---------- Entries provided
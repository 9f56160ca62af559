//! Resumable HTTP download engine.
//!
//! A [`Downloader`] keeps at most one task per URL, streams the response
//! into a content-addressed temp file and publishes it under its final name
//! once the transfer completes.
//!
//! # Features
//!
//! - Deduplication: concurrent requests for one URL share one transfer
//! - Breakpoint resume through `Range` requests against the temp file
//! - Bounded parallelism (3 transfers by default)
//! - Cooperative cancellation, with re-requests parked until the cancelled
//!   attempt has drained
//! - Throttled progress events delivered in order on one dispatcher thread
//!
//! # Example
//!
//! ```no_run
//! use resumable_downloader::{DownloadRequest, Downloader, DownloaderConfig};
//!
//! # async fn example() -> Result<(), Box<dyn std::error::Error>> {
//! let config = DownloaderConfig::builder("./downloads").build()?;
//! let downloader = Downloader::new(config)?;
//! let request = DownloadRequest::builder()
//!     .prefer_breakpoint(Some(true))
//!     .build("https://example.com/archive.zip");
//! let file = downloader.download(request).await?;
//! println!("Downloaded: {}", file.display());
//! # Ok(())
//! # }
//! ```

pub mod constants;
mod directory;
mod error;
mod executor;
mod info;
mod notify;
mod registry;
mod request;
mod scope;
mod task;

pub use directory::{DownloadDirectory, final_file_name, key_extension, key_hash, temp_file_name};
pub use error::{DownloadError, ErrorKind};
pub use executor::{
    ExecutorOptions, HttpTransferExecutor, SubmitError, TransferExecutor, TransferUpdater,
};
pub use info::{DownloadInfo, DownloadProgress};
pub use notify::{CallbackHandle, DownloadCallback};
pub use registry::{Downloader, InfoSubscription};
pub use request::{DownloadRequest, DownloadRequestBuilder, ProgressNotifyStrategy};
pub use scope::DirScope;
pub use task::{DownloadTask, TaskState};
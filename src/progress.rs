//! Progress bars for CLI download runs.

use indicatif::{MultiProgress, ProgressBar, ProgressDrawTarget, ProgressStyle};
use resumable_downloader::DownloadInfo;

/// One bar per URL inside a shared [`MultiProgress`].
pub(crate) struct ProgressBoard {
    multi: MultiProgress,
}

impl ProgressBoard {
    pub(crate) fn new(visible: bool) -> Self {
        let target = if visible {
            ProgressDrawTarget::stderr()
        } else {
            ProgressDrawTarget::hidden()
        };
        Self {
            multi: MultiProgress::with_draw_target(target),
        }
    }

    /// Adds a bar labelled with `url` and returns an observer driving it.
    pub(crate) fn track(&self, url: &str) -> impl Fn(&DownloadInfo) + Send + Sync + 'static {
        let bar = self.multi.add(ProgressBar::new(0));
        bar.set_style(
            ProgressStyle::with_template(
                "{msg:40} [{bar:30}] {bytes}/{total_bytes} {bytes_per_sec}",
            )
            .unwrap_or_else(|_| ProgressStyle::default_bar())
            .progress_chars("=> "),
        );
        bar.set_message(short_name(url));
        move |info: &DownloadInfo| render(&bar, info)
    }
}

fn render(bar: &ProgressBar, info: &DownloadInfo) {
    match info {
        DownloadInfo::Initialized { .. } => bar.reset(),
        DownloadInfo::Progress(progress) => {
            bar.set_length(progress.total);
            bar.set_position(progress.current);
        }
        DownloadInfo::Cancelling { url } => bar.set_message(format!("{} (cancelling)", short_name(url))),
        DownloadInfo::Success { url, .. } => bar.finish_with_message(format!("{} done", short_name(url))),
        DownloadInfo::Error { url, error } => {
            bar.abandon_with_message(format!("{} failed: {error}", short_name(url)));
        }
    }
}

/// Last path segment of `url`, or the URL itself.
fn short_name(url: &str) -> String {
    url::Url::parse(url)
        .ok()
        .and_then(|parsed| {
            parsed
                .path_segments()
                .and_then(|mut segments| segments.next_back().map(str::to_string))
        })
        .filter(|segment| !segment.is_empty())
        .unwrap_or_else(|| url.to_string())
}
//! Notification bus fanning [`DownloadInfo`] events out to observers.
//!
//! Events are queued on one channel and delivered by a single dispatcher
//! thread, so an observer never sees two events at the same time and the
//! events of one URL arrive in the order they were published. Every event
//! carries a sequence number; an observer only receives events published
//! after it was registered, even if older ones are still queued.

use std::fmt;
use std::panic::{AssertUnwindSafe, catch_unwind};
use std::sync::Arc;
use std::sync::atomic::{AtomicU64, Ordering};
use std::sync::mpsc::{self, Receiver, Sender};
use std::thread;

use parking_lot::{Mutex, RwLock};
use tracing::{debug, error, trace};

use super::info::DownloadInfo;

/// Observer of download events.
///
/// Implemented for any `Fn(&DownloadInfo) + Send + Sync` closure.
pub trait DownloadCallback: Send + Sync {
    /// Called on the dispatcher thread for every published event.
    fn on_download_info(&self, info: &DownloadInfo);
}

impl<F> DownloadCallback for F
where
    F: Fn(&DownloadInfo) + Send + Sync,
{
    fn on_download_info(&self, info: &DownloadInfo) {
        self(info);
    }
}

/// Token identifying a registered observer.
#[derive(Debug, Clone, Copy, PartialEq, Eq, Hash)]
pub struct CallbackHandle(u64);

struct Observer {
    handle: CallbackHandle,
    since: u64,
    callback: Arc<dyn DownloadCallback>,
}

type ObserverList = Vec<Observer>;

struct Envelope {
    seq: u64,
    info: DownloadInfo,
}

struct Publisher {
    next_seq: u64,
    sender: Sender<Envelope>,
}

/// Ordered single-consumer delivery channel plus the observer set.
pub(crate) struct NotificationBus {
    publisher: Mutex<Publisher>,
    observers: Arc<RwLock<ObserverList>>,
    next_handle: AtomicU64,
}

impl fmt::Debug for NotificationBus {
    fn fmt(&self, f: &mut fmt::Formatter<'_>) -> fmt::Result {
        f.debug_struct("NotificationBus")
            .field("observers", &self.observers.read().len())
            .finish_non_exhaustive()
    }
}

impl NotificationBus {
    /// Starts the dispatcher thread.
    ///
    /// The thread exits once the bus is dropped and the queue is drained.
    pub(crate) fn start() -> std::io::Result<Self> {
        let (sender, receiver) = mpsc::channel();
        let observers: Arc<RwLock<ObserverList>> = Arc::new(RwLock::new(Vec::new()));
        let dispatch_observers = Arc::clone(&observers);
        thread::Builder::new()
            .name("download-notify".to_string())
            .spawn(move || dispatch(&receiver, &dispatch_observers))?;
        Ok(Self {
            publisher: Mutex::new(Publisher {
                next_seq: 0,
                sender,
            }),
            observers,
            next_handle: AtomicU64::new(1),
        })
    }

    /// Queues an event for delivery.
    pub(crate) fn publish(&self, info: DownloadInfo) {
        trace!(url = %info.url(), event = info.label(), "queue notification");
        let mut publisher = self.publisher.lock();
        let seq = publisher.next_seq;
        publisher.next_seq += 1;
        if publisher.sender.send(Envelope { seq, info }).is_err() {
            debug!("notification dispatcher stopped; event dropped");
        }
    }

    /// Adds an observer and returns its handle.
    pub(crate) fn register(&self, callback: Arc<dyn DownloadCallback>) -> CallbackHandle {
        let handle = CallbackHandle(self.next_handle.fetch_add(1, Ordering::Relaxed));
        // holding the publisher pins `since` against concurrent publishes
        let publisher = self.publisher.lock();
        let mut observers = self.observers.write();
        observers.push(Observer {
            handle,
            since: publisher.next_seq,
            callback,
        });
        debug!(handle = handle.0, size = observers.len(), "register callback");
        handle
    }

    /// Removes an observer. Returns false if it was not registered.
    pub(crate) fn unregister(&self, handle: CallbackHandle) -> bool {
        let mut observers = self.observers.write();
        let before = observers.len();
        observers.retain(|observer| observer.handle != handle);
        let removed = observers.len() != before;
        if removed {
            debug!(handle = handle.0, size = observers.len(), "unregister callback");
        }
        removed
    }

    /// Number of registered observers.
    pub(crate) fn observer_count(&self) -> usize {
        self.observers.read().len()
    }
}

fn dispatch(receiver: &Receiver<Envelope>, observers: &RwLock<ObserverList>) {
    while let Ok(Envelope { seq, info }) = receiver.recv() {
        let snapshot: Vec<Arc<dyn DownloadCallback>> = observers
            .read()
            .iter()
            .filter(|observer| observer.since <= seq)
            .map(|observer| Arc::clone(&observer.callback))
            .collect();
        debug!(
            url = %info.url(),
            event = info.label(),
            observers = snapshot.len(),
            "notify callbacks"
        );
        for callback in snapshot {
            let delivered = catch_unwind(AssertUnwindSafe(|| callback.on_download_info(&info)));
            if delivered.is_err() {
                error!(url = %info.url(), "download callback panicked");
            }
        }
    }
    debug!("notification dispatcher exiting");
}
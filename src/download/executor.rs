//! Transfer executor: runs the network transfer for a registered task.
//!
//! The registry hands a request, the temp file and a [`TransferUpdater`] to
//! a [`TransferExecutor`]; the executor reports progress and exactly one
//! terminal outcome back through the updater. [`HttpTransferExecutor`] is
//! the default implementation on top of `reqwest`.
//!
//! # Transfer strategy
//!
//! - temp file has `L > 0` bytes and breakpoint is preferred: send
//!   `Range: bytes=L-`
//!   - `206`: append to the temp file, progress is `(L + received) / (L + length)`
//!   - `200`: the server ignored the range, rewrite from offset 0
//!   - `416`: fall back to a fresh full request
//!   - anything else: [`DownloadError::HttpStatus`]
//! - otherwise: plain `GET`, only `200` is accepted
//!
//! Cancellation is cooperative: every network await races the job's
//! cancellation token, and the token is re-checked around each chunk write.

use std::collections::HashMap;
use std::io::SeekFrom;
use std::path::{Path, PathBuf};
use std::sync::Arc;
use std::sync::atomic::{AtomicU64, Ordering};
use std::time::Duration;

use futures_util::{FutureExt, StreamExt};
use parking_lot::Mutex;
use reqwest::header::RANGE;
use reqwest::{Client, Response, StatusCode};
use thiserror::Error;
use tokio::fs::{File, OpenOptions};
use tokio::io::{AsyncSeekExt, AsyncWriteExt, BufWriter};
use tokio::runtime::Handle;
use tokio::sync::Semaphore;
use tokio_util::sync::CancellationToken;
use tracing::{Instrument, debug, info_span, warn};

use super::constants::{DEFAULT_PARALLELISM, DEFAULT_READ_TIMEOUT, MAX_PARALLELISM, MIN_PARALLELISM};
use super::error::DownloadError;
use super::request::DownloadRequest;
use crate::config::ConfigError;

/// Sink through which an executor reports on one transfer.
pub trait TransferUpdater: Send + Sync {
    /// Reports `current` of `total` bytes present in the temp file.
    fn notify_progress(&self, total: u64, current: u64);

    /// Reports that the temp file is complete.
    fn notify_success(&self);

    /// Reports that the transfer failed or was cancelled.
    fn notify_error(&self, error: DownloadError);
}

/// Why an executor refused a transfer.
#[derive(Debug, Error)]
pub enum SubmitError {
    /// The executor no longer accepts work.
    #[error("transfer executor is shut down")]
    Shutdown,

    /// A transfer for the same URL is still running.
    #[error("a transfer for {url} is already running")]
    AlreadyRunning {
        /// The duplicated URL.
        url: String,
    },
}

/// Runs transfers on behalf of the registry.
///
/// `submit` must not block and must report network failures through the
/// updater, never as a return value. `cancel` may complete asynchronously:
/// the updater can still receive a terminal outcome after it returns, and
/// it may also be invoked synchronously from inside `cancel`.
pub trait TransferExecutor: Send + Sync {
    /// Starts transferring `request` into `file`.
    ///
    /// # Errors
    ///
    /// Returns [`SubmitError`] if the work item cannot be accepted.
    fn submit(
        &self,
        request: DownloadRequest,
        file: PathBuf,
        updater: Arc<dyn TransferUpdater>,
    ) -> Result<(), SubmitError>;

    /// Requests cooperative cancellation of the transfer for `url`.
    fn cancel(&self, url: &str);

    /// Breakpoint preference applied to requests that do not set one.
    fn prefer_breakpoint(&self) -> bool {
        false
    }
}

/// Options for [`HttpTransferExecutor`].
#[derive(Debug, Clone)]
pub struct ExecutorOptions {
    /// Maximum number of transfers running at once.
    pub parallelism: usize,
    /// Default breakpoint preference.
    pub prefer_breakpoint: bool,
    /// Maximum idle time while reading the response body.
    pub read_timeout: Duration,
}

impl Default for ExecutorOptions {
    fn default() -> Self {
        Self {
            parallelism: DEFAULT_PARALLELISM,
            prefer_breakpoint: false,
            read_timeout: DEFAULT_READ_TIMEOUT,
        }
    }
}

#[derive(Debug)]
struct Job {
    id: u64,
    token: CancellationToken,
}

type JobMap = Arc<Mutex<HashMap<String, Job>>>;

/// HTTP executor with bounded parallelism.
///
/// Each submitted transfer becomes a Tokio task on the runtime captured at
/// construction. A semaphore bounds how many of them touch the network at
/// once; excess transfers wait for a permit (and can be cancelled while
/// waiting).
#[derive(Debug)]
pub struct HttpTransferExecutor {
    client: Client,
    runtime: Handle,
    permits: Arc<Semaphore>,
    parallelism: usize,
    prefer_breakpoint: bool,
    jobs: JobMap,
    next_job: AtomicU64,
    shutdown: CancellationToken,
}

impl HttpTransferExecutor {
    /// Creates an executor on the current Tokio runtime.
    ///
    /// # Errors
    ///
    /// Returns [`ConfigError::InvalidParallelism`] for a parallelism outside
    /// the supported range, [`ConfigError::NoRuntime`] when called outside a
    /// Tokio runtime and [`ConfigError::HttpClient`] if the client cannot be built.
    pub fn new(options: ExecutorOptions) -> Result<Self, ConfigError> {
        if !(MIN_PARALLELISM..=MAX_PARALLELISM).contains(&options.parallelism) {
            return Err(ConfigError::InvalidParallelism {
                value: options.parallelism,
            });
        }
        let runtime = Handle::try_current().map_err(|_| ConfigError::NoRuntime)?;
        let client = Client::builder()
            .read_timeout(options.read_timeout)
            .user_agent(concat!(env!("CARGO_PKG_NAME"), "/", env!("CARGO_PKG_VERSION")))
            .build()
            .map_err(ConfigError::HttpClient)?;

        debug!(
            parallelism = options.parallelism,
            prefer_breakpoint = options.prefer_breakpoint,
            "creating HTTP transfer executor"
        );

        Ok(Self {
            client,
            runtime,
            permits: Arc::new(Semaphore::new(options.parallelism)),
            parallelism: options.parallelism,
            prefer_breakpoint: options.prefer_breakpoint,
            jobs: Arc::new(Mutex::new(HashMap::new())),
            next_job: AtomicU64::new(1),
            shutdown: CancellationToken::new(),
        })
    }

    /// Configured parallelism.
    #[must_use]
    pub fn parallelism(&self) -> usize {
        self.parallelism
    }

    /// Number of submitted transfers that have not reported yet.
    #[must_use]
    pub fn running(&self) -> usize {
        self.jobs.lock().len()
    }

    /// Stops accepting work and cancels every in-flight transfer.
    pub fn shutdown(&self) {
        debug!(running = self.running(), "shutting down transfer executor");
        self.shutdown.cancel();
        self.permits.close();
    }
}

impl TransferExecutor for HttpTransferExecutor {
    fn submit(
        &self,
        request: DownloadRequest,
        file: PathBuf,
        updater: Arc<dyn TransferUpdater>,
    ) -> Result<(), SubmitError> {
        if self.shutdown.is_cancelled() || self.permits.is_closed() {
            return Err(SubmitError::Shutdown);
        }

        let url = request.url().to_string();
        let id = self.next_job.fetch_add(1, Ordering::Relaxed);
        let token = self.shutdown.child_token();
        {
            let mut jobs = self.jobs.lock();
            if jobs.contains_key(&url) {
                return Err(SubmitError::AlreadyRunning { url });
            }
            jobs.insert(
                url.clone(),
                Job {
                    id,
                    token: token.clone(),
                },
            );
            debug!(url = %url, size = jobs.len(), "executor submit");
        }

        let transfer = Transfer {
            client: self.client.clone(),
            permits: Arc::clone(&self.permits),
            prefer_breakpoint: request.prefer_breakpoint().unwrap_or(self.prefer_breakpoint),
            token,
            request,
            file,
        };
        let jobs = Arc::clone(&self.jobs);
        let file = transfer.file.clone();
        let span = info_span!("transfer", url = %url);

        self.runtime.spawn(
            async move {
                let outcome = std::panic::AssertUnwindSafe(transfer.run(updater.as_ref()))
                    .catch_unwind()
                    .await
                    .unwrap_or_else(|_| {
                        Err(DownloadError::io(
                            file,
                            std::io::Error::other("transfer task panicked"),
                        ))
                    });

                // the slot is free before the outcome is reported, so a request
                // replayed from inside the updater can be submitted again
                remove_job(&jobs, &url, id);
                match outcome {
                    Ok(()) => updater.notify_success(),
                    Err(error) => {
                        debug!(error = %error, "transfer finished with error");
                        updater.notify_error(error);
                    }
                }
            }
            .instrument(span),
        );
        Ok(())
    }

    fn cancel(&self, url: &str) {
        if let Some(job) = self.jobs.lock().get(url) {
            debug!(url, job = job.id, "executor cancel");
            job.token.cancel();
        }
    }

    fn prefer_breakpoint(&self) -> bool {
        self.prefer_breakpoint
    }
}

fn remove_job(jobs: &Mutex<HashMap<String, Job>>, url: &str, id: u64) {
    let mut jobs = jobs.lock();
    if jobs.get(url).is_some_and(|job| job.id == id) {
        jobs.remove(url);
    }
    debug!(url, size = jobs.len(), "executor finish");
}

/// One submitted transfer.
struct Transfer {
    client: Client,
    permits: Arc<Semaphore>,
    prefer_breakpoint: bool,
    token: CancellationToken,
    request: DownloadRequest,
    file: PathBuf,
}

#[derive(Debug, Clone, Copy)]
enum WriteMode {
    /// Truncate and write from offset 0.
    Full,
    /// Keep the first `offset` bytes and append after them.
    Resume { offset: u64 },
}

impl Transfer {
    async fn run(self, updater: &dyn TransferUpdater) -> Result<(), DownloadError> {
        let url = self.request.url();
        let _permit = tokio::select! {
            biased;
            () = self.token.cancelled() => return Err(DownloadError::cancelled(url)),
            permit = Arc::clone(&self.permits).acquire_owned() => {
                permit.map_err(|_| DownloadError::cancelled(url))?
            }
        };

        let length = tokio::fs::metadata(&self.file)
            .await
            .map(|meta| meta.len())
            .unwrap_or(0);

        if self.prefer_breakpoint && length > 0 {
            let response = self.send(Some(length)).await?;
            let status = response.status();
            debug!(status = status.as_u16(), offset = length, "breakpoint response");
            match status {
                StatusCode::PARTIAL_CONTENT => {
                    return self
                        .write_body(response, WriteMode::Resume { offset: length }, updater)
                        .await;
                }
                StatusCode::OK => {
                    return self.write_body(response, WriteMode::Full, updater).await;
                }
                StatusCode::RANGE_NOT_SATISFIABLE => {
                    debug!(offset = length, "range not satisfiable, restarting from zero");
                }
                other => return Err(DownloadError::http_status(url, other.as_u16())),
            }
        }

        let response = self.send(None).await?;
        let status = response.status();
        debug!(status = status.as_u16(), "full response");
        if status == StatusCode::OK {
            self.write_body(response, WriteMode::Full, updater).await
        } else {
            Err(DownloadError::http_status(url, status.as_u16()))
        }
    }

    /// Sends the GET and waits for response headers within the connect timeout.
    async fn send(&self, range_start: Option<u64>) -> Result<Response, DownloadError> {
        let url = self.request.url();
        let mut builder = self.client.get(url);
        if let Some(start) = range_start {
            builder = builder.header(RANGE, format!("bytes={start}-"));
        }

        let timeout = self.request.connect_timeout();
        tokio::select! {
            biased;
            () = self.token.cancelled() => Err(DownloadError::cancelled(url)),
            result = tokio::time::timeout(timeout, builder.send()) => match result {
                Err(_) => Err(DownloadError::timeout(url)),
                Ok(Err(e)) if e.is_timeout() => Err(DownloadError::timeout(url)),
                Ok(Err(e)) => Err(DownloadError::network(url, e)),
                Ok(Ok(response)) => Ok(response),
            },
        }
    }

    async fn write_body(
        &self,
        response: Response,
        mode: WriteMode,
        updater: &dyn TransferUpdater,
    ) -> Result<(), DownloadError> {
        let url = self.request.url();
        let path = self.file.as_path();

        let (file, offset) = match mode {
            WriteMode::Full => (File::create(path).await.map_err(|e| DownloadError::io(path, e))?, 0),
            WriteMode::Resume { offset } => (open_at(path, offset).await?, offset),
        };
        let total = response.content_length().map_or(0, |len| len.saturating_add(offset));
        debug!(?mode, total, "streaming body");

        let mut writer = BufWriter::new(file);
        let mut stream = response.bytes_stream();
        let mut received: u64 = 0;

        loop {
            self.ensure_active()?;
            let next = tokio::select! {
                biased;
                () = self.token.cancelled() => return Err(DownloadError::cancelled(url)),
                next = stream.next() => next,
            };
            self.ensure_active()?;
            let Some(chunk) = next else {
                break;
            };
            let chunk = chunk.map_err(|e| {
                if e.is_timeout() {
                    DownloadError::timeout(url)
                } else {
                    DownloadError::network(url, e)
                }
            })?;

            writer
                .write_all(&chunk)
                .await
                .map_err(|e| DownloadError::io(path, e))?;
            self.ensure_active()?;

            received += chunk.len() as u64;
            updater.notify_progress(total, offset + received);
        }

        writer.flush().await.map_err(|e| DownloadError::io(path, e))?;
        if let Err(error) = writer.get_ref().sync_all().await {
            warn!(path = %path.display(), error = %error, "failed to sync temp file");
        }
        debug!(bytes = offset + received, "transfer complete");
        Ok(())
    }

    fn ensure_active(&self) -> Result<(), DownloadError> {
        if self.token.is_cancelled() {
            Err(DownloadError::cancelled(self.request.url()))
        } else {
            Ok(())
        }
    }
}

async fn open_at(path: &Path, offset: u64) -> Result<File, DownloadError> {
    let mut file = OpenOptions::new()
        .write(true)
        .open(path)
        .await
        .map_err(|e| DownloadError::io(path, e))?;
    file.seek(SeekFrom::Start(offset))
        .await
        .map_err(|e| DownloadError::io(path, e))?;
    Ok(file)
}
--------------------
What you need to do: The lines holding the string "DownloadCallback" in the listing above are what you should copy out.

Solution to the exercise:
pub use notify::{CallbackHandle, DownloadCallback};
pub trait DownloadCallback: Send + Sync {
impl<F> DownloadCallback for F
    callback: Arc<dyn DownloadCallback>,
    pub(crate) fn register(&self, callback: Arc<dyn DownloadCallback>) -> CallbackHandle {
        let snapshot: Vec<Arc<dyn DownloadCallback>> = observers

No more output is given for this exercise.